# WORK TO BE COMPLETED:
Track down each line below containing the string "second" and copy it.

Dataset entries
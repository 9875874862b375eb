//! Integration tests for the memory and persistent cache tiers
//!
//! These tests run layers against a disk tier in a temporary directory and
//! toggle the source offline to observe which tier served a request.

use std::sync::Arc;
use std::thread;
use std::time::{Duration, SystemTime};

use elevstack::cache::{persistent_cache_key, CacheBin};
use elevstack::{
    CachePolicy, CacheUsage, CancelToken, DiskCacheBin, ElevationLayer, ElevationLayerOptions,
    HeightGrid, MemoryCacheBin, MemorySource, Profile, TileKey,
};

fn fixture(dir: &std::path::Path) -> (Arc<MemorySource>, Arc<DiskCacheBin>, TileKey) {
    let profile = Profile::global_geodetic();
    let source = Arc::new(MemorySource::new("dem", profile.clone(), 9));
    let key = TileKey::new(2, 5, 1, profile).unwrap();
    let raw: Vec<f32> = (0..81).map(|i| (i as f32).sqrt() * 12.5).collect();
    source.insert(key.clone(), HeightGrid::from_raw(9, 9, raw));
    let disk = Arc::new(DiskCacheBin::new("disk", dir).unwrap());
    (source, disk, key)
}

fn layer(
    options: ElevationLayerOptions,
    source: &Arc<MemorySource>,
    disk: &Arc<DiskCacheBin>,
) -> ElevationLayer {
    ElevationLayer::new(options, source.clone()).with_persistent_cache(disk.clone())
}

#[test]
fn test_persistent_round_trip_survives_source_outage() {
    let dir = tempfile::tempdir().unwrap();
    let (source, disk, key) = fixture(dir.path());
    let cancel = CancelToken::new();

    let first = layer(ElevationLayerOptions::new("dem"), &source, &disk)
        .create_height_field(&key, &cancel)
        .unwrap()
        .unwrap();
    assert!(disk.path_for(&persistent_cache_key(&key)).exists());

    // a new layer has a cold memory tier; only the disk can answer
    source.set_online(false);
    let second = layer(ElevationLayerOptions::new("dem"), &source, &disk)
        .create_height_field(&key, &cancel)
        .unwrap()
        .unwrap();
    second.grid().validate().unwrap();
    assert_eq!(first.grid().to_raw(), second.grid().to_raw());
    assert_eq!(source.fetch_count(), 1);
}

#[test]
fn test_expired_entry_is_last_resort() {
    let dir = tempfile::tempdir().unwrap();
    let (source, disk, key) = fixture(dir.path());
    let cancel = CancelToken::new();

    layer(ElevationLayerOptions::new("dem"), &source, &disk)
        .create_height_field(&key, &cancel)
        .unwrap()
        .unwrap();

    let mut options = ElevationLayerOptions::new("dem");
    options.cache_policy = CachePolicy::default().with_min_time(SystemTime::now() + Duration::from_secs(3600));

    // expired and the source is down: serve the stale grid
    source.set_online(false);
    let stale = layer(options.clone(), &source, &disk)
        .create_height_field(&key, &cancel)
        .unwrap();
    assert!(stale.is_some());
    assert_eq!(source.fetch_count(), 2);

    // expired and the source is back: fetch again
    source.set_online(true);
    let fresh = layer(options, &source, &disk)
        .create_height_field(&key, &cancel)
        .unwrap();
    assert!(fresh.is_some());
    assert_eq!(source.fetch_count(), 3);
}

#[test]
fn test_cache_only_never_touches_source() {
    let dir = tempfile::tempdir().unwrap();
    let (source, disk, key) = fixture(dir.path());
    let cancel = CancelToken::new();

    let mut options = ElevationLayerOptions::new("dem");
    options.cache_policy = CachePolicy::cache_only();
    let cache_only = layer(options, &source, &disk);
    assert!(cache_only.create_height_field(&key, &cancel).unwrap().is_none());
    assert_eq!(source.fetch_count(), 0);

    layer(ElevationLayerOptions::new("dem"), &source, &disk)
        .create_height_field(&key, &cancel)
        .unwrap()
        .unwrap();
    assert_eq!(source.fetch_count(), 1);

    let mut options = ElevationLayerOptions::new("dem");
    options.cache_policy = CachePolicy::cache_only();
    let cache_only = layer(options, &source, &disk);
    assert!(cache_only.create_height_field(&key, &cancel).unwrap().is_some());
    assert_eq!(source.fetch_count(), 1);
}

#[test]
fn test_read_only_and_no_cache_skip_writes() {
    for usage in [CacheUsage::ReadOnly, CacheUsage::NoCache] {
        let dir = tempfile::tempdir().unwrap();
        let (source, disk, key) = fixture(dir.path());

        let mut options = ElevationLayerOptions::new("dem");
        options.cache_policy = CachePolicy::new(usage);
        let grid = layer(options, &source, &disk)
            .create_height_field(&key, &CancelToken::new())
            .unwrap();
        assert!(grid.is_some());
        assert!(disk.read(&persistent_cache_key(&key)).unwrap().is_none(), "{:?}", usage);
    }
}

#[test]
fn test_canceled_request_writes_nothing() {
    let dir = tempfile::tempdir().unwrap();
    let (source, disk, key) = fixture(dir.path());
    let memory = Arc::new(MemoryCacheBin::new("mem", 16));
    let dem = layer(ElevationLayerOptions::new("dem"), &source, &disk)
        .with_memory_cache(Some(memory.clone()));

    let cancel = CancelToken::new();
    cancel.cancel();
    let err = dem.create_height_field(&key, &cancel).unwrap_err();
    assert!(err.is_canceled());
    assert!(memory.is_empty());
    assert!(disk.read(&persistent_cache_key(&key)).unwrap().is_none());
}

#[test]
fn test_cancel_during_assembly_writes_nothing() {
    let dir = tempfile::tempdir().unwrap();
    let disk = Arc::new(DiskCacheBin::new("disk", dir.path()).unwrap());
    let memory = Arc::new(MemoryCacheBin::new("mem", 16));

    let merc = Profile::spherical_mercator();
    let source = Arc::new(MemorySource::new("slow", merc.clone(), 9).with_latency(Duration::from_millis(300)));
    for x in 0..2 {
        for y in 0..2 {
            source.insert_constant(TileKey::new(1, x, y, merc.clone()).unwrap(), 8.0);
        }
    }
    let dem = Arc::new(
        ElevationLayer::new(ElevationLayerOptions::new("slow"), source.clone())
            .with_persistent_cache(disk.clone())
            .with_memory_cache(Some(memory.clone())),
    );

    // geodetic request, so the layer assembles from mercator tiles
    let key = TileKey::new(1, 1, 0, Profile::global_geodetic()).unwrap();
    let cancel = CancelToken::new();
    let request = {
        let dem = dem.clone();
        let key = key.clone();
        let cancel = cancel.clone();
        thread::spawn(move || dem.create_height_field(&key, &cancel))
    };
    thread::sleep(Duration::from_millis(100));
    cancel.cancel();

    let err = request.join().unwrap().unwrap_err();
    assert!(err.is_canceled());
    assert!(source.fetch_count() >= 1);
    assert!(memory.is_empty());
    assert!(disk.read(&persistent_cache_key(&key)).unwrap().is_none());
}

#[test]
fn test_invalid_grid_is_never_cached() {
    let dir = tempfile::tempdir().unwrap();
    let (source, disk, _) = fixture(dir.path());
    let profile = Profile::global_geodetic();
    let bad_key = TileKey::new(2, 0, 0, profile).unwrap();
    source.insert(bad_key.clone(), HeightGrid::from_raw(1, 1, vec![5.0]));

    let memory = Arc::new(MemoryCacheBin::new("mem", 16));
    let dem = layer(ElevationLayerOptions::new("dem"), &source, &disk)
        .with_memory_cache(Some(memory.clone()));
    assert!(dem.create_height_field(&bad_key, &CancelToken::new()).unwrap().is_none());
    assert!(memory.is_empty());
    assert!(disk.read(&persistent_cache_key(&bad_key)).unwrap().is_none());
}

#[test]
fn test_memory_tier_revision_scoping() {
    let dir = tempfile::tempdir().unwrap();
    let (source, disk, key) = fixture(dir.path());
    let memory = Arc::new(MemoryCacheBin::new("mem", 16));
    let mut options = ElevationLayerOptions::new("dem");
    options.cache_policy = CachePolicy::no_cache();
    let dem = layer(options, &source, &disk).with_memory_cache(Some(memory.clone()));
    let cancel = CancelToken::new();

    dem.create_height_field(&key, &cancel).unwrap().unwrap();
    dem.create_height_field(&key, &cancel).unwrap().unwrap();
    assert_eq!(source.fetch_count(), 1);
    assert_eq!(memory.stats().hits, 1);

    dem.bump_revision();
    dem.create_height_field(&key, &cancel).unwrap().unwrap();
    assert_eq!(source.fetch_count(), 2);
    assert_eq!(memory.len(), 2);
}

==

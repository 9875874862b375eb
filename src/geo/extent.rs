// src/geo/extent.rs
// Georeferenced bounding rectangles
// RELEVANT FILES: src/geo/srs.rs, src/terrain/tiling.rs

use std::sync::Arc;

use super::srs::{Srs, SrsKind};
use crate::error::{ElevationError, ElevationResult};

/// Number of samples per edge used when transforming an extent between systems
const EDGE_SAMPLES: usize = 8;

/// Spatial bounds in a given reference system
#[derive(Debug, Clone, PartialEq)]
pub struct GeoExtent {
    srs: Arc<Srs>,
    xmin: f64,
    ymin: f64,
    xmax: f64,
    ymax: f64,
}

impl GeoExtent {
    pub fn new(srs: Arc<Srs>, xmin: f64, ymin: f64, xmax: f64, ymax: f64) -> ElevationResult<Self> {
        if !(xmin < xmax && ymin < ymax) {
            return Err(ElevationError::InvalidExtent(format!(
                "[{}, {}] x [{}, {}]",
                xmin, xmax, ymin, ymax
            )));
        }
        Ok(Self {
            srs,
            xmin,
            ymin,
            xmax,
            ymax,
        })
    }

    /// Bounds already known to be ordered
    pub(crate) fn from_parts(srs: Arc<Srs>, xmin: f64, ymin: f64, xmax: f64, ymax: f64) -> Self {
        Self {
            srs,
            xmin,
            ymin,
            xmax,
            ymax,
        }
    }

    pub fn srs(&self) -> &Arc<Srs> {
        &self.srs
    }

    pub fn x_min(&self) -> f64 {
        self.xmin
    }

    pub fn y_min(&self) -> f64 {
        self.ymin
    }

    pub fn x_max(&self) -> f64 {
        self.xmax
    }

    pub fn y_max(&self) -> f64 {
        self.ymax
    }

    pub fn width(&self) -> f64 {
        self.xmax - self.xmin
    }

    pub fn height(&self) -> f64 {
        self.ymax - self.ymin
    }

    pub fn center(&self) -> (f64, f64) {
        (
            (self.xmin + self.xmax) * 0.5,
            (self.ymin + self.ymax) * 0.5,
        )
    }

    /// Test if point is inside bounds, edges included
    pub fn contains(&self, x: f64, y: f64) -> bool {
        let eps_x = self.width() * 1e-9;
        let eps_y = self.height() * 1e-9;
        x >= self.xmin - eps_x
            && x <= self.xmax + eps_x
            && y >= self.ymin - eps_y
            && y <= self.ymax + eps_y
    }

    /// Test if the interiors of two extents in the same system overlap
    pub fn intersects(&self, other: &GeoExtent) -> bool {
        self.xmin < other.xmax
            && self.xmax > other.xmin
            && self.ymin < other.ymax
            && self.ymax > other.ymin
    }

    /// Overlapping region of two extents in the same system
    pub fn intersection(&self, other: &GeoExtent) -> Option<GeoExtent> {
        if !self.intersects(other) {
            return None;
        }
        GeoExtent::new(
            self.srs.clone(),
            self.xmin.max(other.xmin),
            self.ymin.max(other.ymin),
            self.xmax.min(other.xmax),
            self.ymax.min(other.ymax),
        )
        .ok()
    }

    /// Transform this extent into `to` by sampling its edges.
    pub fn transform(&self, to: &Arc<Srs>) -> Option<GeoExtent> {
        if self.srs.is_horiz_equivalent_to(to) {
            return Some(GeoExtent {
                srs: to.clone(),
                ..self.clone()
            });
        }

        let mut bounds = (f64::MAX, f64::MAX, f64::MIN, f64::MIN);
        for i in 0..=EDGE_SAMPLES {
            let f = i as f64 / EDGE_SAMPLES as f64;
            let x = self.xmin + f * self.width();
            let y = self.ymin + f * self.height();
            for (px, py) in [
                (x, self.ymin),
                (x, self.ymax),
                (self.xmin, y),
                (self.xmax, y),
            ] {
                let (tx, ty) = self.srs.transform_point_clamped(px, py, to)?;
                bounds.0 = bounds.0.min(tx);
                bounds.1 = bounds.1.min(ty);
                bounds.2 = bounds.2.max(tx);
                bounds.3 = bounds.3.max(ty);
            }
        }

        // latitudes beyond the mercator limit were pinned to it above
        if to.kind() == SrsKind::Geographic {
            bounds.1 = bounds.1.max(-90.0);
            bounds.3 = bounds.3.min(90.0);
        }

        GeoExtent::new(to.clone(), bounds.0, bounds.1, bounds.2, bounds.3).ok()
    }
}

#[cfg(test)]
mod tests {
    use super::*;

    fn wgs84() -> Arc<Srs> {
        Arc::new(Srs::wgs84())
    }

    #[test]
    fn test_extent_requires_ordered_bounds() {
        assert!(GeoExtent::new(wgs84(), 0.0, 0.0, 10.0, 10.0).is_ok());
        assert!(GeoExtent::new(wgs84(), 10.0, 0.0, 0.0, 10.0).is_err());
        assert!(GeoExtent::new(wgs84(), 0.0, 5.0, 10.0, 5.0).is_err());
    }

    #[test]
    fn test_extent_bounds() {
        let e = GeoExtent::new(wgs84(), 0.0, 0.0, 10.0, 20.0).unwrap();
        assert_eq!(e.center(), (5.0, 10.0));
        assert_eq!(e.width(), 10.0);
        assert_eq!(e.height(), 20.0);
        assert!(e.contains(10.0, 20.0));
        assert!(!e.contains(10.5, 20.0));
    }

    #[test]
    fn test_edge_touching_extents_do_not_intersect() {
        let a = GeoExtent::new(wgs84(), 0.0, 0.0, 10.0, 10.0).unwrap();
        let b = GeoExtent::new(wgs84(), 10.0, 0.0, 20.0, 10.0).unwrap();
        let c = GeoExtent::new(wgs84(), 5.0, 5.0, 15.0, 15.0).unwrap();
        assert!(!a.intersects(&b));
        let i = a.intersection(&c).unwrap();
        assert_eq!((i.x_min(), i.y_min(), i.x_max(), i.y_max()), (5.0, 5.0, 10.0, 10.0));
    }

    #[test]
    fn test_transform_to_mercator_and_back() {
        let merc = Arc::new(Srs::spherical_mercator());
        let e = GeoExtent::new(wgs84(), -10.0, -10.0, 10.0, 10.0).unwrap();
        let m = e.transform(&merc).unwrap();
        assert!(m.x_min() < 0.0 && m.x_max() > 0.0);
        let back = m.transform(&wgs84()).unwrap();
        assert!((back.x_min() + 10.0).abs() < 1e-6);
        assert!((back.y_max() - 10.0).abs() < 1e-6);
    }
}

# REPLY TO THE TASK:
    let second = layer(ElevationLayerOptions::new("dem"), &source, &disk)
    second.grid().validate().unwrap();
    assert_eq!(first.grid().to_raw(), second.grid().to_raw());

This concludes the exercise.